> _SOURCE DATA_:
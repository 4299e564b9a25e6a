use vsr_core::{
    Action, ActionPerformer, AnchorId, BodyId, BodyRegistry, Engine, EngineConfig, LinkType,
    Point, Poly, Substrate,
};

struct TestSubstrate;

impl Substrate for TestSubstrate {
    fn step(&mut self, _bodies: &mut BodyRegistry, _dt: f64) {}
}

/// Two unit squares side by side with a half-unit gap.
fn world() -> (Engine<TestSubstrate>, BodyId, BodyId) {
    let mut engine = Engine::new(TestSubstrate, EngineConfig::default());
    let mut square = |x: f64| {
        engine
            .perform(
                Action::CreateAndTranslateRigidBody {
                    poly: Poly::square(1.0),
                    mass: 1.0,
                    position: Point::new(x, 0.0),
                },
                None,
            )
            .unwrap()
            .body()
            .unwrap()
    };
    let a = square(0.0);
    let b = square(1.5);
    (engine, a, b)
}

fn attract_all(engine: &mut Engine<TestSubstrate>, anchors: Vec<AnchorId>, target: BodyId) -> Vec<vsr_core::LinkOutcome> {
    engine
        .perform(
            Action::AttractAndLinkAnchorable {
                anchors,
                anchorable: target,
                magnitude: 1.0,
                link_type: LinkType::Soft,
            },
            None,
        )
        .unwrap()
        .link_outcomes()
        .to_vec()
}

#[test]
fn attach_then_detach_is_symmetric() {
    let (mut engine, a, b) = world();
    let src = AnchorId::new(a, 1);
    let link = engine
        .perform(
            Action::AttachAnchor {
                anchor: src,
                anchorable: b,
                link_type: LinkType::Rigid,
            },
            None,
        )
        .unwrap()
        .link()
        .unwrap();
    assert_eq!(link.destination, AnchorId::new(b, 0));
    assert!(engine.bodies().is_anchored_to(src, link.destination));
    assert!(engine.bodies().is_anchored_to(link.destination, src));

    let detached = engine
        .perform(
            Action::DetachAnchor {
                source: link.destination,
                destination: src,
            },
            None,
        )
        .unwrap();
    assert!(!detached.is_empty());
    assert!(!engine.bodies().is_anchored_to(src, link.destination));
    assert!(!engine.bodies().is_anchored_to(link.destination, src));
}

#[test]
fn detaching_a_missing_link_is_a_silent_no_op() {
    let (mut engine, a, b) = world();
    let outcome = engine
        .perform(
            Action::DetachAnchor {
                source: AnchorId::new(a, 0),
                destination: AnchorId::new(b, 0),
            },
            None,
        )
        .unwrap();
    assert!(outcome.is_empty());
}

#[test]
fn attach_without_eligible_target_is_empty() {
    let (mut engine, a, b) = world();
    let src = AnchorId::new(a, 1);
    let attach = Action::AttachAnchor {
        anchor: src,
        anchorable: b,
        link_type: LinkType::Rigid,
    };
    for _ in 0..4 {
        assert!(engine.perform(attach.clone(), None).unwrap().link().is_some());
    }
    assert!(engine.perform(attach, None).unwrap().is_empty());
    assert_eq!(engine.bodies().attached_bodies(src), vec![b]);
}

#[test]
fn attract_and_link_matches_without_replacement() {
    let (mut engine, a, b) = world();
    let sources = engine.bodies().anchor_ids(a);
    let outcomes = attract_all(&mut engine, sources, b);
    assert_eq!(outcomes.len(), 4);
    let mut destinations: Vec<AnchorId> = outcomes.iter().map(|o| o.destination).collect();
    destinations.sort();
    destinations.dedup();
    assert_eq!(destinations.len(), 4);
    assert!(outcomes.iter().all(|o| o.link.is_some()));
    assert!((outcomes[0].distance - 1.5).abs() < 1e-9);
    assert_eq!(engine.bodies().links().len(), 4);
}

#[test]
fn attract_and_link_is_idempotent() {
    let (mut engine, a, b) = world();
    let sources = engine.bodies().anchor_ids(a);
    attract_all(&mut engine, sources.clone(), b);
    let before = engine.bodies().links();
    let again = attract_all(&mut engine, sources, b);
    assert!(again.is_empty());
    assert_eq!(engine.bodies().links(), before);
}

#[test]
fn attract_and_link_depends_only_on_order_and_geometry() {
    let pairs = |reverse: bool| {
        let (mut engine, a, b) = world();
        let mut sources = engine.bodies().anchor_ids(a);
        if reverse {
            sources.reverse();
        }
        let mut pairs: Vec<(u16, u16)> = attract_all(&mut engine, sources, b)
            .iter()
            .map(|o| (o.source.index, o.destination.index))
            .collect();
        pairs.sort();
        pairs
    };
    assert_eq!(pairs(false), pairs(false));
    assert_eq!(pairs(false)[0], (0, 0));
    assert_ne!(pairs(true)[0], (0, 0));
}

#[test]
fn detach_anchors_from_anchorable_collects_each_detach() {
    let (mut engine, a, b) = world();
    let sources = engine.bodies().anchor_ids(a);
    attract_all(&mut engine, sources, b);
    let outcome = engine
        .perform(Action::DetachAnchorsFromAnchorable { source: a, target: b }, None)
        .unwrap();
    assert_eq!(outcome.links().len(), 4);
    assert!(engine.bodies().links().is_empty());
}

> _REQUIRED ACTION_: Restate all of the data above. Match it word for word.

> _ANSWER AREA_:
repository 4299e564b9a25e6a
use vsr_core::{
    Action, ActionPerformer, AnchorId, BodyId, BodyRegistry, Engine, EngineConfig, LinkType,
    Point, Poly, Substrate,
};

struct TestSubstrate;

impl Substrate for TestSubstrate {
    fn step(&mut self, _bodies: &mut BodyRegistry, _dt: f64) {}
}

/// Two unit squares side by side with a half-unit gap.
fn world() -> (Engine<TestSubstrate>, BodyId, BodyId) {
    let mut engine = Engine::new(TestSubstrate, EngineConfig::default());
    let mut square = |x: f64| {
        engine
            .perform(
                Action::CreateAndTranslateRigidBody {
                    poly: Poly::square(1.0),
                    mass: 1.0,
                    position: Point::new(x, 0.0),
                },
                None,
            )
            .unwrap()
            .body()
            .unwrap()
    };
    let a = square(0.0);
    let b = square(1.5);
    (engine, a, b)
}

fn attract_all(engine: &mut Engine<TestSubstrate>, anchors: Vec<AnchorId>, target: BodyId) -> Vec<vsr_core::LinkOutcome> {
    engine
        .perform(
            Action::AttractAndLinkAnchorable {
                anchors,
                anchorable: target,
                magnitude: 1.0,
                link_type: LinkType::Soft,
            },
            None,
        )
        .unwrap()
        .link_outcomes()
        .to_vec()
}

#[test]
fn attach_then_detach_is_symmetric() {
    let (mut engine, a, b) = world();
    let src = AnchorId::new(a, 1);
    let link = engine
        .perform(
            Action::AttachAnchor {
                anchor: src,
                anchorable: b,
                link_type: LinkType::Rigid,
            },
            None,
        )
        .unwrap()
        .link()
        .unwrap();
    assert_eq!(link.destination, AnchorId::new(b, 0));
    assert!(engine.bodies().is_anchored_to(src, link.destination));
    assert!(engine.bodies().is_anchored_to(link.destination, src));

    let detached = engine
        .perform(
            Action::DetachAnchor {
                source: link.destination,
                destination: src,
            },
            None,
        )
        .unwrap();
    assert!(!detached.is_empty());
    assert!(!engine.bodies().is_anchored_to(src, link.destination));
    assert!(!engine.bodies().is_anchored_to(link.destination, src));
}

#[test]
fn detaching_a_missing_link_is_a_silent_no_op() {
    let (mut engine, a, b) = world();
    let outcome = engine
        .perform(
            Action::DetachAnchor {
                source: AnchorId::new(a, 0),
                destination: AnchorId::new(b, 0),
            },
            None,
        )
        .unwrap();
    assert!(outcome.is_empty());
}

#[test]
fn attach_without_eligible_target_is_empty() {
    let (mut engine, a, b) = world();
    let src = AnchorId::new(a, 1);
    let attach = Action::AttachAnchor {
        anchor: src,
        anchorable: b,
        link_type: LinkType::Rigid,
    };
    for _ in 0..4 {
        assert!(engine.perform(attach.clone(), None).unwrap().link().is_some());
    }
    assert!(engine.perform(attach, None).unwrap().is_empty());
    assert_eq!(engine.bodies().attached_bodies(src), vec![b]);
}

#[test]
fn attract_and_link_matches_without_replacement() {
    let (mut engine, a, b) = world();
    let sources = engine.bodies().anchor_ids(a);
    let outcomes = attract_all(&mut engine, sources, b);
    assert_eq!(outcomes.len(), 4);
    let mut destinations: Vec<AnchorId> = outcomes.iter().map(|o| o.destination).collect();
    destinations.sort();
    destinations.dedup();
    assert_eq!(destinations.len(), 4);
    assert!(outcomes.iter().all(|o| o.link.is_some()));
    assert!((outcomes[0].distance - 1.5).abs() < 1e-9);
    assert_eq!(engine.bodies().links().len(), 4);
}

#[test]
fn attract_and_link_is_idempotent() {
    let (mut engine, a, b) = world();
    let sources = engine.bodies().anchor_ids(a);
    attract_all(&mut engine, sources.clone(), b);
    let before = engine.bodies().links();
    let again = attract_all(&mut engine, sources, b);
    assert!(again.is_empty());
    assert_eq!(engine.bodies().links(), before);
}

#[test]
fn attract_and_link_depends_only_on_order_and_geometry() {
    let pairs = |reverse: bool| {
        let (mut engine, a, b) = world();
        let mut sources = engine.bodies().anchor_ids(a);
        if reverse {
            sources.reverse();
        }
        let mut pairs: Vec<(u16, u16)> = attract_all(&mut engine, sources, b)
            .iter()
            .map(|o| (o.source.index, o.destination.index))
            .collect();
        pairs.sort();
        pairs
    };
    assert_eq!(pairs(false), pairs(false));
    assert_eq!(pairs(false)[0], (0, 0));
    assert_ne!(pairs(true)[0], (0, 0));
}

#[test]
fn detach_anchors_from_anchorable_collects_each_detach() {
    let (mut engine, a, b) = world();
    let sources = engine.bodies().anchor_ids(a);
    attract_all(&mut engine, sources, b);
    let outcome = engine
        .perform(Action::DetachAnchorsFromAnchorable { source: a, target: b }, None)
        .unwrap();
    assert_eq!(outcome.links().len(), 4);
    assert!(engine.bodies().links().is_empty());
}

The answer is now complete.